During 1994 production, the IDI engine was replaced by the Navistar T444E engine, sharing only the displacement with the IDI. The T444E was the first engine marketed under the Ford Power Stroke name.

==History==
In 1981 Ford signed an agreement with International Harvester to produce diesel engines for their light truck line. This led directly to the production of the 6.9-liter IDI diesel. The engine is developed as a low cost, light weight diesel that fit where a V8 gas engine would, to try to convert their gas engine customers to diesel and to sell to Ford for use in F-Series light duty trucks and E-Series/Econoline vans. Before it could be sold to Ford however, Tenneco Inc. purchased in the "Harvester" division of International Harvester which was moved within their Case heavy equipment line. The remainder of what was International Harvester was renamed Navistar, which concentrated on engine and medium/heavy truck development. Consequently, these are actually International-Navistar IDI engines.

==6.9 L==
Initial development for the 6.9 began in 1976, and after receiving approval from upper-level executives in 1977, casting and testing began the following year with the goal of production for spring 1983; however, production started seven months early for an autumn 1982 release. Introduced for the 1983 model year, the 6.9 L diesel was the first to be offered in Ford light-duty pickups, available in the F-250 HD and F-350. Although GM pickups already had offered a diesel engine in the C10 starting in 1978 (5.7 L Oldsmobile), and across the range in 1982 (6.2 L Detroit), those engines were intended for efficiency over power. The 6.9 L loosely replaced the 400 CID gas V8 that was offered between 1977 and 1982 and was billed as a fuel efficient alternative to the 351 CID V8 Windsor gasoline engine. Falling between the base 300 CID Inline-6 and top-of-the line 460 CID gas V8, the 6.9 L engine was naturally aspirated and put out 170 hp at 3,300 RPM and 315 lbft at 1,400 RPM.

==7.3 L==
For 1987, a larger 7.3 L version of the IDI was introduced. This engine features numerous improvements over the 6.9, with most of the changes located in the heads; the block received an increased bore and select-fit pistons, while the heads received an enlarged prechamber, enlarged valve stem shields, harder valves, and other minor upgrades. The front cover was revised to reduce seepage.

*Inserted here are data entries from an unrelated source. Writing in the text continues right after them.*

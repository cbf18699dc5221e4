// Copyright 2025 the Galley Authors
// SPDX-License-Identifier: Apache-2.0 OR MIT

//! The layout engine: cached layout state and the typesetter.

#![allow(
    clippy::cast_possible_truncation,
    reason = "glyph metrics are f32; container geometry narrows at bounded magnitudes"
)]

use core::fmt;
use core::ops::Range;

use peniko::kurbo::{Rect, Size};
use smallvec::SmallVec;
use tracing::{debug, trace};

use crate::container::{ContainerId, TextContainer};
use crate::fragment::{FragmentStore, LineFragment};
use crate::invalidate::{InvalidationTracker, RedrawQueue};
use crate::line_break::{BreakPolicy, WordBreakPolicy};
use crate::mapping::{CharGlyphMap, MapEntry};
use crate::provider::{GlyphId, GlyphProvider, StyledRun};
use crate::storage::TextStorage;
use crate::style::Brush;

/// A positioned rendering unit within a line fragment.
///
/// `x` is the offset from the fragment's left edge; vertical placement comes
/// from the fragment's baseline.
#[derive(Copy, Clone, Debug, PartialEq)]
pub struct Glyph {
    /// Glyph identifier in the provider's font system.
    pub id: GlyphId,
    /// Index into the engine's style collection.
    pub style_index: u16,
    /// Horizontal offset from the owning fragment's left edge.
    pub x: f32,
    /// Horizontal advance.
    pub advance: f32,
    /// Ascent above the baseline.
    pub ascent: f32,
    /// Descent below the baseline.
    pub descent: f32,
}

/// Incremental layout engine.
///
/// Owns all cached derived state: the character/glyph mapping, shaped glyphs,
/// line fragments and the dirty-range record. The text itself stays with the
/// caller and is passed into each query; a query touching a stale region
/// re-typesets just that region (and the cascade behind it) before answering.
///
/// All operations are synchronous and single-threaded; callers must serialize
/// edits against queries.
pub struct LayoutEngine<B: Brush, P: GlyphProvider<B>> {
    provider: P,
    policy: Box<dyn BreakPolicy>,
    pub(crate) containers: Vec<TextContainer>,
    pub(crate) styles: Vec<B>,
    pub(crate) glyphs: Vec<Glyph>,
    pub(crate) map: CharGlyphMap,
    pub(crate) fragments: FragmentStore,
    tracker: InvalidationTracker,
    redraw: RedrawQueue,
    typeset_len: usize,
    laid_out: bool,
}

impl<B: Brush, P: GlyphProvider<B>> fmt::Debug for LayoutEngine<B, P> {
    fn fmt(&self, f: &mut fmt::Formatter<'_>) -> fmt::Result {
        f.debug_struct("LayoutEngine")
            .field("containers", &self.containers.len())
            .field("glyphs", &self.glyphs.len())
            .field("fragments", &self.fragments.len())
            .field("clean", &self.tracker.is_clean())
            .finish_non_exhaustive()
    }
}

The first 7.3 L engines were available as an option for International S-series trucks & school buses. For 1988, it became the sole available IDI engine and was now offered in Ford trucks.

For 1993, Ford made available a turbocharged variant of the 7.3 L featuring an internally wastegated AR.82 Garrett T3 series turbo. The system was tuned to minimize performance loss at high elevation, rather than to improve peak performance. A primary limiting factor to the performance potential of the engine is a highly restrictive stock down-pipe. It is commonly believed, but not officially verified, that this is deliberate and due to Ford's impending release of the T444E (Powerstroke) engine. Factory turbo vehicles received numerous additional improvements. Pistons had an enlarged primary compression ring, added intermediate ring, an enlarged ring land and wrist pin, as well as an anodized piston face. Other improvements included tweaks to the injection pump, and an upgraded oil-coolant heat exchanger.

== Fuel system ==
These engines use an injection pump that is entirely mechanical, as was the standard for diesels of the day. The fuel system also utilizes indirect injection which made it quieter than mechanically direct injected engines. Both displacements use the Stanadyne DB-2 injection pump fed by a cam-driven lift pump.